<font size="6"><b>`DATA.TABLE` PACKAGE</b></font>

In [None]:
library(data.table)
library(nycflights13)
library(DT)

In [None]:
options(repr.matrix.max.rows=20, repr.matrix.max.cols=30) # for limiting the number of top and bottom rows of tables printed 

![xkcd](../imagesba/data_trap.png)

(https://xkcd.com/2582)

In this session, we will cover basic features of data.table

Important: Do not confuse data.table package for data wrangling and datatable function from DT package for creating interactive widgets to view data

Why data.table is useful? Hadley Wickham et al. says:

> If you’re routinely working with larger data (10-100 Gb, say), you should learn more about data.table. This book doesn’t teach data.table because it has a very concise interface which makes it harder to learn since it offers fewer linguistic cues. But if you’re working with large data, the performance payoff is worth the extra effort required to learn it.

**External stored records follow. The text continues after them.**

/// Print the report for a terminal
fn print_report(report: &AnalysisReport, categories: &[Category], limit: usize) {
    let rule = "=".repeat(50);
    println!(
        "{bold}{cyan}Analysis Results{reset}",
        bold = colors::BOLD,
        cyan = colors::CYAN,
        reset = colors::RESET
    );
    println!("{rule}");

    let summary = report.summary();

    if categories.contains(&Category::Trackers) {
        print_section("Third-Party Domains", summary.total_third_party_domains);
        if report.third_party_domains().is_empty() {
            print_none_detected();
        }
        for domain in report.third_party_domains().iter().take(limit) {
            println!(
                "  - {yellow}{domain}{reset}",
                yellow = colors::YELLOW,
                reset = colors::RESET
            );
        }
        print_overflow(report.third_party_domains().len(), limit);
    }

    if categories.contains(&Category::Eval) {
        print_section("Inline Eval Patterns", summary.total_eval_patterns);
        if report.inline_eval_patterns().is_empty() {
            print_none_detected();
        }
        let matches: Vec<_> = report
            .inline_eval_patterns()
            .iter()
            .flat_map(|finding| finding.patterns.iter().map(move |m| (finding.index, m)))
            .collect();
        for (index, m) in matches.iter().take(limit) {
            println!(
                "  - Script #{index}: {magenta}{}{reset} (line {}, col {}): {dim}{}{reset}",
                m.pattern,
                m.line,
                m.column,
                m.snippet,
                magenta = colors::MAGENTA,
                dim = colors::DIM,
                reset = colors::RESET
            );
        }
        print_overflow(matches.len(), limit);
    }

    if categories.contains(&Category::Fingerprinting) {
        print_section("Fingerprinting APIs", summary.total_fingerprinting_apis);
        if report.fingerprinting_apis().is_empty() {
            print_none_detected();
        }
        for api in report.fingerprinting_apis().iter().take(limit) {
            println!(
                "  - {yellow}{api}{reset}",
                yellow = colors::YELLOW,
                reset = colors::RESET
            );
        }
        print_overflow(report.fingerprinting_apis().len(), limit);
    }

    println!("\n{rule}");
}

/// Fetch, analyze and report one URL
async fn analyze(options: AnalyzeOptions, settings: &AnalyzerSettings) -> Result<()> {
    let categories = match options.filter {
        Some(ref filter) => parse_filters(filter)?,
        None => settings.default_categories()?,
    };
    debug!(
        "Reporting categories: {}",
        categories
            .iter()
            .map(Category::as_str)
            .collect::<Vec<_>>()
            .join(", ")
    );

    if options.format == OutputFormat::Text {
        println!(
            "{bold}Analyzing:{reset} {}\n",
            options.url,
            bold = colors::BOLD,
            reset = colors::RESET
        );
    }

    let fetcher = PageFetcher::new(settings).context("Failed to build HTTP client")?;
    let page = fetcher.fetch(&options.url).await?;

    let report = PageAnalyzer::new().analyze_html(&options.url, &page.body)?;
    let report = filter_report(&report, &categories);
    info!(
        "Analysis of {} finished: {} domain(s), {} eval finding(s), {} fingerprinting API(s)",
        report.url(),
        report.summary().total_third_party_domains,
        report.summary().total_eval_patterns,
        report.summary().total_fingerprinting_apis
    );

    match options.format {
        OutputFormat::Text => print_report(&report, &categories, settings.display_limit),
        OutputFormat::Json => println!("{}", render_json(&report, settings)?),
    }

    if let Some(ref path) = options.output {
        write_report(path, &report)?;
        if options.format == OutputFormat::Text {
            println!(
                "\n{green}Report saved to:{reset} {}",
                path.display(),
                green = colors::GREEN,
                reset = colors::RESET
            );
        }
    }

    Ok(())
}

async fn run(matches: clap::ArgMatches) -> Result<()> {
    let cli_args = parse_cli_args(&matches);

    // Load configuration with full precedence chain
    let settings = cli_args
        .load_settings()
        .context("Failed to load configuration")?;

    match matches.subcommand() {
        Some(("analyze", sub)) => {
            let options = parse_analyze_args(sub).context("Missing URL to analyze")?;
            analyze(options, &settings).await
        }
        Some((other, _)) => anyhow::bail!("Unknown command: {}", other),
        None => anyhow::bail!("No command given"),
    }
}

/// Main application entry point
#[tokio::main]
async fn main() {
    let matches = build_cli().get_matches();

    // Get verbosity settings before loading config
    let verbosity = matches.get_count("verbose");
    let quiet = matches.get_flag("quiet");

    init_tracing(verbosity, quiet);

    if let Err(e) = run(matches).await {
        eprintln!("Error: {:#}", e);
        std::process::exit(1);
    }
}

#[cfg(test)]
mod tests {
    use super::*;

    #[test]
    fn test_cli_parsing() {
        let cmd = build_cli();

        let matches = cmd
            .clone()
            .try_get_matches_from([
                "privacy-analyzer",
                "analyze",
                "https://example.com",
                "-o",
                "report.json",
                "--filter",
                "trackers,eval",
            ])
            .unwrap();

        let (name, sub) = matches.subcommand().unwrap();
        assert_eq!(name, "analyze");
        assert_eq!(
            sub.get_one::<String>("url").map(String::as_str),
            Some("https://example.com")
        );
        assert_eq!(
            sub.get_one::<PathBuf>("output"),
            Some(&PathBuf::from("report.json"))
        );
        assert_eq!(
            sub.get_one::<String>("filter").map(String::as_str),
            Some("trackers,eval")
        );
    }

    #[test]
    fn test_cli_requires_url() {
        let result = build_cli().try_get_matches_from(["privacy-analyzer", "analyze"]);
        assert!(result.is_err());
    }

    #[test]
    fn test_cli_requires_subcommand() {
        let result = build_cli().try_get_matches_from(["privacy-analyzer"]);
        assert!(result.is_err());
    }

    #[test]
    fn test_cli_format_values() {
        let cmd = build_cli();

        let matches = cmd
            .clone()
            .try_get_matches_from(["privacy-analyzer", "analyze", "https://a.test", "--format", "json"])
            .unwrap();
        let (_, sub) = matches.subcommand().unwrap();
        assert_eq!(parse_analyze_args(sub).unwrap().format, OutputFormat::Json);

        let result = cmd.try_get_matches_from([
            "privacy-analyzer",
            "analyze",
            "https://a.test",
            "--format",
            "yaml",
        ]);
        assert!(result.is_err());
    }

    #[test]
    fn test_cli_default_format_is_text() {
        let matches = build_cli()
            .try_get_matches_from(["privacy-analyzer", "analyze", "https://a.test"])
            .unwrap();
        let (_, sub) = matches.subcommand().unwrap();
        let options = parse_analyze_args(sub).unwrap();
        assert_eq!(options.format, OutputFormat::Text);
        assert!(options.output.is_none());
        assert!(options.filter.is_none());
    }

    #[test]
    fn test_cli_conflicts() {
        let result = build_cli().try_get_matches_from([
            "privacy-analyzer",
            "-v",
            "-q",
            "analyze",
            "https://a.test",
        ]);
        assert!(result.is_err());
    }

    #[test]
    fn test_parse_cli_args() {
        let matches = build_cli()
            .try_get_matches_from([
                "privacy-analyzer",
                "analyze",
                "https://a.test",
                "--timeout",
                "5000",
                "--user-agent",
                "test-agent",
                "--limit",
                "3",
                "--compact",
                "-c",
                "analyzer.toml",
            ])
            .unwrap();

        let args = parse_cli_args(&matches);

        assert_eq!(args.timeout_ms, Some(5000));
        assert_eq!(args.user_agent.as_deref(), Some("test-agent"));
        assert_eq!(args.display_limit, Some(3));
        assert_eq!(args.pretty_json, Some(false));
        assert_eq!(args.config_file, Some(PathBuf::from("analyzer.toml")));
        assert_eq!(args.max_redirects, None);
    }

    #[test]
    fn test_written_report_is_always_pretty() {
        let dir = tempfile::tempdir().unwrap();
        let path = dir.path().join("report.json");
        let report = PageAnalyzer::new()
            .analyze_html(
                "https://example.com",
                r#"<script src="https://cdn.example.com/lib.js"></script>"#,
            )
            .unwrap();

        write_report(&path, &report).unwrap();
        let written = std::fs::read_to_string(&path).unwrap();
        assert!(written.contains("\n  \"thirdPartyDomains\""));

        // Compact output applies to stdout only.
        let compact = AnalyzerSettings::default().with_pretty_json(false);
        assert!(!render_json(&report, &compact).unwrap().contains('\n'));
        assert!(render_json(&report, &AnalyzerSettings::default())
            .unwrap()
            .contains('\n'));

        let back: AnalysisReport = serde_json::from_str(&written).unwrap();
        assert_eq!(back.third_party_domains(), ["cdn.example.com"]);
    }
}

(https://r4ds.had.co.nz/introduction.html)

# Datasets

You can get info on and preview the structure and some rows of the datasets and navigate through them

## airports

In [None]:
#?airports

In [None]:
head(airports)

In [None]:
str(airports)

In [None]:
datatable(airports, filter = "top")

## weather

In [None]:
#?weather

In [None]:
head(weather)

In [None]:
str(weather)

In [None]:
#datatable(weather, filter = "top")

## flights

In [None]:
#?flights

In [None]:
head(flights)

In [None]:
str(flights)

In [None]:
#datatable(flights, filter = "top")

In [None]:
class(flights)

In [None]:
attributes(flights)[setdiff(names(attributes(flights)), c("row.names", "index"))]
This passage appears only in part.